ACTION ITEM
Could you set down the lines below, from the one containing "cannot be retried." through the final line, exactly as written?
-- ENTRIES SHOWN follows --
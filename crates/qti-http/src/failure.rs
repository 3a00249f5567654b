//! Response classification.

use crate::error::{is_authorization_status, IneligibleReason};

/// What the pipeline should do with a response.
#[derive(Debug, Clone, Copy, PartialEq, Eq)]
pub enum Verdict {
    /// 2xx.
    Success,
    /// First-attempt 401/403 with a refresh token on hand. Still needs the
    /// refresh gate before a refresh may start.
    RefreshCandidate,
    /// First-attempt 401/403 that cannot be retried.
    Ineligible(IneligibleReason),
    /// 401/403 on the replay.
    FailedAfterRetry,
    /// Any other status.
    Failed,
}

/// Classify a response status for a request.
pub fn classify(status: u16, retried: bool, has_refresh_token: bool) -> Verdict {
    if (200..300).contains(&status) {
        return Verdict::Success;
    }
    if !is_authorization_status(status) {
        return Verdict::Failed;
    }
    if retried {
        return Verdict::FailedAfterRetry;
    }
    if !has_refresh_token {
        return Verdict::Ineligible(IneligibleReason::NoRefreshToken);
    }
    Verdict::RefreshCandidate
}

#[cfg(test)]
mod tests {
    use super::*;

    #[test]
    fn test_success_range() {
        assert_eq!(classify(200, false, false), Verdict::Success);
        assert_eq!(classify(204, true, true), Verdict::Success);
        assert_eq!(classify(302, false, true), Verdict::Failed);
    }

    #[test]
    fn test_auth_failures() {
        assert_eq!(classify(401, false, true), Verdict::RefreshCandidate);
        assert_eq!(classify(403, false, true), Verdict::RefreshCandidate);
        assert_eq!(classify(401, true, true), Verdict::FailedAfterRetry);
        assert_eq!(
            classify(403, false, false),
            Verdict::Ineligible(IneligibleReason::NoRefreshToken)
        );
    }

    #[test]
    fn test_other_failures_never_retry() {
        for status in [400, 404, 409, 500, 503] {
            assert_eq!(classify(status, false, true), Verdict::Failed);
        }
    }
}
-- ENTRIES SHOWN concluded --
EXERCISE RESULT
    /// First-attempt 401/403 that cannot be retried.
    Ineligible(IneligibleReason),
    /// 401/403 on the replay.
    FailedAfterRetry,
    /// Any other status.
    Failed,
}

/// Classify a response status for a request.
pub fn classify(status: u16, retried: bool, has_refresh_token: bool) -> Verdict {
    if (200..300).contains(&status) {
        return Verdict::Success;
    }
    if !is_authorization_status(status) {
        return Verdict::Failed;
    }
    if retried {
        return Verdict::FailedAfterRetry;
    }
    if !has_refresh_token {
        return Verdict::Ineligible(IneligibleReason::NoRefreshToken);
    }
    Verdict::RefreshCandidate
}

#[cfg(test)]
mod tests {
    use super::*;

    #[test]
    fn test_success_range() {
        assert_eq!(classify(200, false, false), Verdict::Success);
        assert_eq!(classify(204, true, true), Verdict::Success);
        assert_eq!(classify(302, false, true), Verdict::Failed);
    }

    #[test]
    fn test_auth_failures() {
        assert_eq!(classify(401, false, true), Verdict::RefreshCandidate);
        assert_eq!(classify(403, false, true), Verdict::RefreshCandidate);
        assert_eq!(classify(401, true, true), Verdict::FailedAfterRetry);
        assert_eq!(
            classify(403, false, false),
            Verdict::Ineligible(IneligibleReason::NoRefreshToken)
        );
    }

    #[test]
    fn test_other_failures_never_retry() {
        for status in [400, 404, 409, 500, 503] {
            assert_eq!(classify(status, false, true), Verdict::Failed);
        }
    }
}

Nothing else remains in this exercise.